=== Begin Enclosure ===

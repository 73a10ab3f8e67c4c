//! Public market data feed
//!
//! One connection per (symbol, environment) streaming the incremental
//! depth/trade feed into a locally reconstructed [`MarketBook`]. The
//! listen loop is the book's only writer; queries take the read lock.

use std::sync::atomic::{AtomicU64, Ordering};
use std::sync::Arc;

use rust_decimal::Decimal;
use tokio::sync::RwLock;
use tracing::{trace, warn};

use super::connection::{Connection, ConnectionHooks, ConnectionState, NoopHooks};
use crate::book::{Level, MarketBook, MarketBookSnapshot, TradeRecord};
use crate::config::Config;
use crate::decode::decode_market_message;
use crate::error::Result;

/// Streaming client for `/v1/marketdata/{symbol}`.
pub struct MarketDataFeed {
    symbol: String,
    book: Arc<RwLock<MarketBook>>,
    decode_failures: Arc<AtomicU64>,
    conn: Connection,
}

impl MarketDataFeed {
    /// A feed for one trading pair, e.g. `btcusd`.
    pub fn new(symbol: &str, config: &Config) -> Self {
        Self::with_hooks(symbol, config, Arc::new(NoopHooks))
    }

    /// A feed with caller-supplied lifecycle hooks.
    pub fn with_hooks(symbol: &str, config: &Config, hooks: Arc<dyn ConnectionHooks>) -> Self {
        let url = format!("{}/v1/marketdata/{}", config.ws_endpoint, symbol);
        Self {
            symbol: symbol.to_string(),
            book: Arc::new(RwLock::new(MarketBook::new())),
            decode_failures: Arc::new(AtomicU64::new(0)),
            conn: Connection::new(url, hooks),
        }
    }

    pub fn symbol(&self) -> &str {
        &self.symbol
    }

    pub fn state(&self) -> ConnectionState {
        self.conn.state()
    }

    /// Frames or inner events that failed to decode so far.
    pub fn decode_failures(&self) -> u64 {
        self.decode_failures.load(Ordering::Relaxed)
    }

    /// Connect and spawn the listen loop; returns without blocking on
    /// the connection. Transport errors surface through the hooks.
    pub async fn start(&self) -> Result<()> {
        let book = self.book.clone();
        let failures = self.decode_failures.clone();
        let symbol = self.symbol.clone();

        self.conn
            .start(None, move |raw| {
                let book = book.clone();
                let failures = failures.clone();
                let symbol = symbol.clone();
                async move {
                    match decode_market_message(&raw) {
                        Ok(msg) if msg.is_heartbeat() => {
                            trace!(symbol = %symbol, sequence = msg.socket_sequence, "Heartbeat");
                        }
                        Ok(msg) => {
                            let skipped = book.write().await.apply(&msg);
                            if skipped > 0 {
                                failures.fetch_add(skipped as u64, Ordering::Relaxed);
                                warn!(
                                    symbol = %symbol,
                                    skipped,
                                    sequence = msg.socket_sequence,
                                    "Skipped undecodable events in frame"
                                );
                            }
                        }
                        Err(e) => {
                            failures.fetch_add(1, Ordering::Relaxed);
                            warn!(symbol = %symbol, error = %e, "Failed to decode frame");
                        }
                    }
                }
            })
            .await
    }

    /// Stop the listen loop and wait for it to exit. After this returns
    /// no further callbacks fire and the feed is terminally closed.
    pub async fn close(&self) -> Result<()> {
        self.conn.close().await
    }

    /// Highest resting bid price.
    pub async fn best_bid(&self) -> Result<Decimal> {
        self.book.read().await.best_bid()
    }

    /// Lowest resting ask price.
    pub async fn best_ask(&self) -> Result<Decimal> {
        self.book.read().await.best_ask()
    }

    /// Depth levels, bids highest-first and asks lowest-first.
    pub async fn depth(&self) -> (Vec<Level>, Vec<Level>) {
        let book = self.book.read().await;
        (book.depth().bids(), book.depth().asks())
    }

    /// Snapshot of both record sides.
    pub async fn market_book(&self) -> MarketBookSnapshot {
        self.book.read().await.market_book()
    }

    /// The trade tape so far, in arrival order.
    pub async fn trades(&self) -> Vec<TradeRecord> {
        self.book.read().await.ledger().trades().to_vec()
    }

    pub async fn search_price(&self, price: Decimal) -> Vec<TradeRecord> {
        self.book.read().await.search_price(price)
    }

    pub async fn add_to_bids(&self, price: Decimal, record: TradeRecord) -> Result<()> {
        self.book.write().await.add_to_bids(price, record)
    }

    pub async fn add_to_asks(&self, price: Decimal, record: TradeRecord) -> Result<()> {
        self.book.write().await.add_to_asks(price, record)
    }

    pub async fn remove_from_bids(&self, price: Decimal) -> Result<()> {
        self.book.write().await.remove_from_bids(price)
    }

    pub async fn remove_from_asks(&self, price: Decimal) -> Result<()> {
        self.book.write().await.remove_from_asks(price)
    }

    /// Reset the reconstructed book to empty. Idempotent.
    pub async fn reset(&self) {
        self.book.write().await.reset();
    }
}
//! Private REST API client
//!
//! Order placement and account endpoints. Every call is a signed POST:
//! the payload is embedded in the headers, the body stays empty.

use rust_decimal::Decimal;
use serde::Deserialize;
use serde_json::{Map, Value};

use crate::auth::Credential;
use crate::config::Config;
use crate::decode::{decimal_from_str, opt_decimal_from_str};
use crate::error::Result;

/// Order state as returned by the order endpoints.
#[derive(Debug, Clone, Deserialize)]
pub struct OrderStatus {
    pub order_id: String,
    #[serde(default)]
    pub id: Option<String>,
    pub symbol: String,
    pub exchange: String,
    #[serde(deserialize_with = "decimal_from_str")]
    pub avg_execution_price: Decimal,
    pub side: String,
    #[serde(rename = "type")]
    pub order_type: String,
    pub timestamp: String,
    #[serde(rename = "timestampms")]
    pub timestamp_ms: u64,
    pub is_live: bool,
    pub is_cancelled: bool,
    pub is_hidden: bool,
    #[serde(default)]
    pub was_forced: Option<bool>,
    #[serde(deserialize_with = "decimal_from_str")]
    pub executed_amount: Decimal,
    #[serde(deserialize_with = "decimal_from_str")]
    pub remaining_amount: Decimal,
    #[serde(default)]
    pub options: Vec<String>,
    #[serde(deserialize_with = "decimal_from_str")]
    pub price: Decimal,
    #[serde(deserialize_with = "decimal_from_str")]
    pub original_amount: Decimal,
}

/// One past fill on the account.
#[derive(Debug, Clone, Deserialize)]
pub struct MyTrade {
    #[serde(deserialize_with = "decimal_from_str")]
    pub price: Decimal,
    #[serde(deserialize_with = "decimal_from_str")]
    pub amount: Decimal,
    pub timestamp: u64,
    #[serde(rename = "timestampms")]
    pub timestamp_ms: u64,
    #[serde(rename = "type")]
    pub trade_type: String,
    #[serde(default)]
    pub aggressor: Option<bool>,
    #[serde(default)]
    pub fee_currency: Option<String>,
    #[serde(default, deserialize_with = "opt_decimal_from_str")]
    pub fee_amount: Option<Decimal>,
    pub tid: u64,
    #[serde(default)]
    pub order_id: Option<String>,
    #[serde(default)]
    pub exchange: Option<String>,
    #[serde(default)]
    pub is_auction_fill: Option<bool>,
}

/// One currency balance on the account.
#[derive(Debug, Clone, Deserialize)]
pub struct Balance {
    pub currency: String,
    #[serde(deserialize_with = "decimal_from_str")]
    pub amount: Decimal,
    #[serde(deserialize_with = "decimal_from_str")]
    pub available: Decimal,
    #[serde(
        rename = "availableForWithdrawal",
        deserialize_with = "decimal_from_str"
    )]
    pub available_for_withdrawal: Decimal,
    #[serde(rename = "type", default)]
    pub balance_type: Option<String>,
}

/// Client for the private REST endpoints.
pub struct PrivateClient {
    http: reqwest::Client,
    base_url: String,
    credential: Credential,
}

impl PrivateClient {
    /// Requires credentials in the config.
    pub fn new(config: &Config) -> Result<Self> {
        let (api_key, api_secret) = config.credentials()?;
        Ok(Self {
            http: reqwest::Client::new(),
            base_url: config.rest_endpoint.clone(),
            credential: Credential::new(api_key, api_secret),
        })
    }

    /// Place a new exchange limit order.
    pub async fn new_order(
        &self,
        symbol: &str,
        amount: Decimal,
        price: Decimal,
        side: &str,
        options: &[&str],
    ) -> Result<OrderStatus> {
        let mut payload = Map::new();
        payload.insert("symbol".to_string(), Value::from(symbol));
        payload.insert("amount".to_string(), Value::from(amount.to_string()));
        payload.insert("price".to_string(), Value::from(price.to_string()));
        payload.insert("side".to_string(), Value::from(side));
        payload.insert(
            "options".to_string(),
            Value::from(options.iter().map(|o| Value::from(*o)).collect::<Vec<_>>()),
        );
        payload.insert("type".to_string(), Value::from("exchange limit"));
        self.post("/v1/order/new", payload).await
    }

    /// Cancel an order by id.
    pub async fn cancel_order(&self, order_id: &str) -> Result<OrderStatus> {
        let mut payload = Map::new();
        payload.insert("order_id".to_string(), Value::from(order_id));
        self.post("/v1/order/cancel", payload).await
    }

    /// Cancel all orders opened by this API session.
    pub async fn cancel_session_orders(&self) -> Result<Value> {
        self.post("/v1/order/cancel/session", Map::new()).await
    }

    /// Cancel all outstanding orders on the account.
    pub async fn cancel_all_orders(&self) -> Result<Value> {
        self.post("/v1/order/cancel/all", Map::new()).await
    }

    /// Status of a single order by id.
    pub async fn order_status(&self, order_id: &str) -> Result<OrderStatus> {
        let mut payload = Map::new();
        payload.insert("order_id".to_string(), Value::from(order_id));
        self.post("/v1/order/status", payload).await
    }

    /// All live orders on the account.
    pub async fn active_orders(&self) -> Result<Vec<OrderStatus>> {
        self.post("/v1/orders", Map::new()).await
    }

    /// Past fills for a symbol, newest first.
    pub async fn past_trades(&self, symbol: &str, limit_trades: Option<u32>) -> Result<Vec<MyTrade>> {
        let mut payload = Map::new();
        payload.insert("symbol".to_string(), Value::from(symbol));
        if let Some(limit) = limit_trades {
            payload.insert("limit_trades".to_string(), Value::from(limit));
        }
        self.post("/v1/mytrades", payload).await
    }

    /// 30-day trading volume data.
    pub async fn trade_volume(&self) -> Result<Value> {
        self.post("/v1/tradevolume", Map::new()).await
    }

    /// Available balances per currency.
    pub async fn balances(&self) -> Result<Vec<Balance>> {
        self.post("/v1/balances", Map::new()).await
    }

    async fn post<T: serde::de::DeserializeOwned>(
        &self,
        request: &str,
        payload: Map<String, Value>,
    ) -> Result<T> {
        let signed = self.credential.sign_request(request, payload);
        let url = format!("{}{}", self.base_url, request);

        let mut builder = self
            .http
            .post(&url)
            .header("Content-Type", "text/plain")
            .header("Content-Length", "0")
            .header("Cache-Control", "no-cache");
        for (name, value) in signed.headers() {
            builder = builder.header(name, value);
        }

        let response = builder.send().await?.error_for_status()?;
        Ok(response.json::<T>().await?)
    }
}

=== End Enclosure ===
=== Begin Enclosure ===

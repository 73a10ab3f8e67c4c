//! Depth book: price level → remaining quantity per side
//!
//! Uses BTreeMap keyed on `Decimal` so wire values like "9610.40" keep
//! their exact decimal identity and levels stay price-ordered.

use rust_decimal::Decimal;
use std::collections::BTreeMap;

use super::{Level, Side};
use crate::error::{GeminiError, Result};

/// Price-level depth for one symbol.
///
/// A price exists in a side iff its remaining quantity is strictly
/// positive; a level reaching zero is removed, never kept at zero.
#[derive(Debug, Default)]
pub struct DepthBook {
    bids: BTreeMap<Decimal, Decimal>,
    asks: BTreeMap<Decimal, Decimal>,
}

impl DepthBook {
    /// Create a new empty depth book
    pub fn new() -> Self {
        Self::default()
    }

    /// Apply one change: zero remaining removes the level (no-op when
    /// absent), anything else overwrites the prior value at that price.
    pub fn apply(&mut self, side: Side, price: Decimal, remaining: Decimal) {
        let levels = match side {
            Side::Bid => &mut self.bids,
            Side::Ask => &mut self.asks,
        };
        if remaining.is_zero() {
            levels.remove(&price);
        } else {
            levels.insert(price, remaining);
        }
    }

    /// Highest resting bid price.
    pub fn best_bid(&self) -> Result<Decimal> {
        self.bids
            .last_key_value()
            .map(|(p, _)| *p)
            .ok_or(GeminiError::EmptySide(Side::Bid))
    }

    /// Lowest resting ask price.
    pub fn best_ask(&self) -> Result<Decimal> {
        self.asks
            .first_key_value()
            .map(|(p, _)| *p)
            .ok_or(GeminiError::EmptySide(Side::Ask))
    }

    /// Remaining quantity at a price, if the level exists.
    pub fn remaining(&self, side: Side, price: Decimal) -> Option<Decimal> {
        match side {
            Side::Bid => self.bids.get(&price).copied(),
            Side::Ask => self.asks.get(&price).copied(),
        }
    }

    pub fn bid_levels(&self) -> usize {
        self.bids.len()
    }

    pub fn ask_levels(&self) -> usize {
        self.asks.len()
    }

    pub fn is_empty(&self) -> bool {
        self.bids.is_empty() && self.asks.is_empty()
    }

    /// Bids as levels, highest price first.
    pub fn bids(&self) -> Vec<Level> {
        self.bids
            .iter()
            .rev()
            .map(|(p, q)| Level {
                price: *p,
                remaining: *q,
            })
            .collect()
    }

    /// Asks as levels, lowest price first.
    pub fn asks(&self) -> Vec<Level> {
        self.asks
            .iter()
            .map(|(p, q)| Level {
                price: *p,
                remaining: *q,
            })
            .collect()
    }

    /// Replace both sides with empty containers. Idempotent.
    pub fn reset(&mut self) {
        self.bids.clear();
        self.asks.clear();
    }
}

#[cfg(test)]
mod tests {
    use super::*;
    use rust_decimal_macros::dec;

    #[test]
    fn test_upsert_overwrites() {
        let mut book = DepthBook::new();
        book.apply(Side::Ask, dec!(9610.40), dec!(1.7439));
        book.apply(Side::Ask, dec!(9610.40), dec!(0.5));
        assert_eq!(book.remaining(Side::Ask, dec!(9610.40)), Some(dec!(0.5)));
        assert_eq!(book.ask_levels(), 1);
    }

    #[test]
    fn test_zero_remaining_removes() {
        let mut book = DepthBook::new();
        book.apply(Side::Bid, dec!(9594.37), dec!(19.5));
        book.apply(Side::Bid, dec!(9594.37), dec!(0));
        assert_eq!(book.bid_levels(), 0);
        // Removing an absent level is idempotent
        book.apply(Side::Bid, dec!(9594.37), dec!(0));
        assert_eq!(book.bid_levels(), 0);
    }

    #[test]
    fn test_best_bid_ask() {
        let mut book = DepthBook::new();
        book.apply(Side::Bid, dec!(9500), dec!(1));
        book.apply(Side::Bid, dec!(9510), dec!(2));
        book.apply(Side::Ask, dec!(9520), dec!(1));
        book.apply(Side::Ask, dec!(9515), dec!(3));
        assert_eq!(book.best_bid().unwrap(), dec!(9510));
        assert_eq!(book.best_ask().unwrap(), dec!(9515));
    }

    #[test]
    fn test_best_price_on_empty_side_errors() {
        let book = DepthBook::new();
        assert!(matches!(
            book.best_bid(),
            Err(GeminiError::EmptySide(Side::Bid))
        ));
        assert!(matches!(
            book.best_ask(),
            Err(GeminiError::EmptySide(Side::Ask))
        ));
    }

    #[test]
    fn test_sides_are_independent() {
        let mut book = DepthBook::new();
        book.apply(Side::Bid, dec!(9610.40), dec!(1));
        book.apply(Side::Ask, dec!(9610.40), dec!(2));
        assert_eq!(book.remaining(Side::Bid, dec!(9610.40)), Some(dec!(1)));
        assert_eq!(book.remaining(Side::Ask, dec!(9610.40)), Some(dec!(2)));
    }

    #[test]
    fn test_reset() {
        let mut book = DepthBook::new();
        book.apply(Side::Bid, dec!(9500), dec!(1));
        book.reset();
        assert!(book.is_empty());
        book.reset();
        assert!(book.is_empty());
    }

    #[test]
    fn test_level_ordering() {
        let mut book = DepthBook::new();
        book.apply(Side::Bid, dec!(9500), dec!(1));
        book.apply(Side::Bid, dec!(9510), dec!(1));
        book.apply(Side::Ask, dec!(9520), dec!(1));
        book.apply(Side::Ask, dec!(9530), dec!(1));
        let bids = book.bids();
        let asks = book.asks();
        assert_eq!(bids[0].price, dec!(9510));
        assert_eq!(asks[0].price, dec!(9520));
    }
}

=== End Enclosure ===

- [About this exercise]:
Please give back exactly the lines of the listing above that run from the one containing "Streaming client for" through the one containing "if skipped >", and only those.

- [Solution to this problem]:
/// Streaming client for `/v1/marketdata/{symbol}`.
pub struct MarketDataFeed {
    symbol: String,
    book: Arc<RwLock<MarketBook>>,
    decode_failures: Arc<AtomicU64>,
    conn: Connection,
}

impl MarketDataFeed {
    /// A feed for one trading pair, e.g. `btcusd`.
    pub fn new(symbol: &str, config: &Config) -> Self {
        Self::with_hooks(symbol, config, Arc::new(NoopHooks))
    }

    /// A feed with caller-supplied lifecycle hooks.
    pub fn with_hooks(symbol: &str, config: &Config, hooks: Arc<dyn ConnectionHooks>) -> Self {
        let url = format!("{}/v1/marketdata/{}", config.ws_endpoint, symbol);
        Self {
            symbol: symbol.to_string(),
            book: Arc::new(RwLock::new(MarketBook::new())),
            decode_failures: Arc::new(AtomicU64::new(0)),
            conn: Connection::new(url, hooks),
        }
    }

    pub fn symbol(&self) -> &str {
        &self.symbol
    }

    pub fn state(&self) -> ConnectionState {
        self.conn.state()
    }

    /// Frames or inner events that failed to decode so far.
    pub fn decode_failures(&self) -> u64 {
        self.decode_failures.load(Ordering::Relaxed)
    }

    /// Connect and spawn the listen loop; returns without blocking on
    /// the connection. Transport errors surface through the hooks.
    pub async fn start(&self) -> Result<()> {
        let book = self.book.clone();
        let failures = self.decode_failures.clone();
        let symbol = self.symbol.clone();

        self.conn
            .start(None, move |raw| {
                let book = book.clone();
                let failures = failures.clone();
                let symbol = symbol.clone();
                async move {
                    match decode_market_message(&raw) {
                        Ok(msg) if msg.is_heartbeat() => {
                            trace!(symbol = %symbol, sequence = msg.socket_sequence, "Heartbeat");
                        }
                        Ok(msg) => {
                            let skipped = book.write().await.apply(&msg);
                            if skipped > 0 {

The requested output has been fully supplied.